*Task objective*. Start to finish, return the listing exactly as written.

*Available data*.
>>

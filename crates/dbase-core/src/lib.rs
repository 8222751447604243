//! dbase core: content-addressed chunk pipeline
//!
//! Turns a file into compressed, optionally encrypted chunks, each addressed
//! by a CIDv1 over its final bytes, and back again.
//!
//! # Example
//!
//! ```rust
//! use dbase_core::{codec, crypto};
//!
//! let key = crypto::derive_key_from_password("correct horse");
//! let data = vec![7u8; 300 * 1024];
//!
//! let chunks = codec::encode(&data[..], Some(&key), dbase_core::DEFAULT_CHUNK_SIZE)
//!     .unwrap()
//!     .collect::<Result<Vec<_>, _>>()
//!     .unwrap();
//! assert_eq!(chunks.len(), 3);
//!
//! let restored = codec::decode(chunks.iter().map(|c| (c.chunk_index, &c.payload)), Some(&key)).unwrap();
//! assert_eq!(restored, data);
//! ```

pub mod cid;
pub mod codec;
pub mod crypto;
pub mod filename;
pub mod store;
pub mod types;

pub use cid::{chunk_cid, parse_chunk_cid, verify_chunk_cid, CidError};
pub use codec::{decode, decode_chunks, encode, sort_by_index, ChunkEncoder, CodecError, EncodedChunk};
pub use crypto::{
    derive_key_from_password, derive_key_from_signature, generate_key, key_from_hex, key_to_hex,
    CryptoError, EncryptionKey,
};
pub use filename::{decode_file_name, encode_file_name};
pub use store::{next_file_id, ChunkStore, MemoryChunkStore, StoreError};
pub use types::{
    Chunk, ChunkMeta, ChunkSidecar, EncryptedChunk, EncryptionMethod, FileMetadata, KvRecord,
    DEFAULT_CHUNK_SIZE,
};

<<

*Result for this exercise*.
filename crates/dbase-core/src/lib.rs
repository 8222751447604243
//! dbase core: content-addressed chunk pipeline
//!
//! Turns a file into compressed, optionally encrypted chunks, each addressed
//! by a CIDv1 over its final bytes, and back again.
//!
//! # Example
//!
//! ```rust
//! use dbase_core::{codec, crypto};
//!
//! let key = crypto::derive_key_from_password("correct horse");
//! let data = vec![7u8; 300 * 1024];
//!
//! let chunks = codec::encode(&data[..], Some(&key), dbase_core::DEFAULT_CHUNK_SIZE)
//!     .unwrap()
//!     .collect::<Result<Vec<_>, _>>()
//!     .unwrap();
//! assert_eq!(chunks.len(), 3);
//!
//! let restored = codec::decode(chunks.iter().map(|c| (c.chunk_index, &c.payload)), Some(&key)).unwrap();
//! assert_eq!(restored, data);
//! ```

pub mod cid;
pub mod codec;
pub mod crypto;
pub mod filename;
pub mod store;
pub mod types;

pub use cid::{chunk_cid, parse_chunk_cid, verify_chunk_cid, CidError};
pub use codec::{decode, decode_chunks, encode, sort_by_index, ChunkEncoder, CodecError, EncodedChunk};
pub use crypto::{
    derive_key_from_password, derive_key_from_signature, generate_key, key_from_hex, key_to_hex,
    CryptoError, EncryptionKey,
};
pub use filename::{decode_file_name, encode_file_name};
pub use store::{next_file_id, ChunkStore, MemoryChunkStore, StoreError};
pub use types::{
    Chunk, ChunkMeta, ChunkSidecar, EncryptedChunk, EncryptionMethod, FileMetadata, KvRecord,
    DEFAULT_CHUNK_SIZE,
};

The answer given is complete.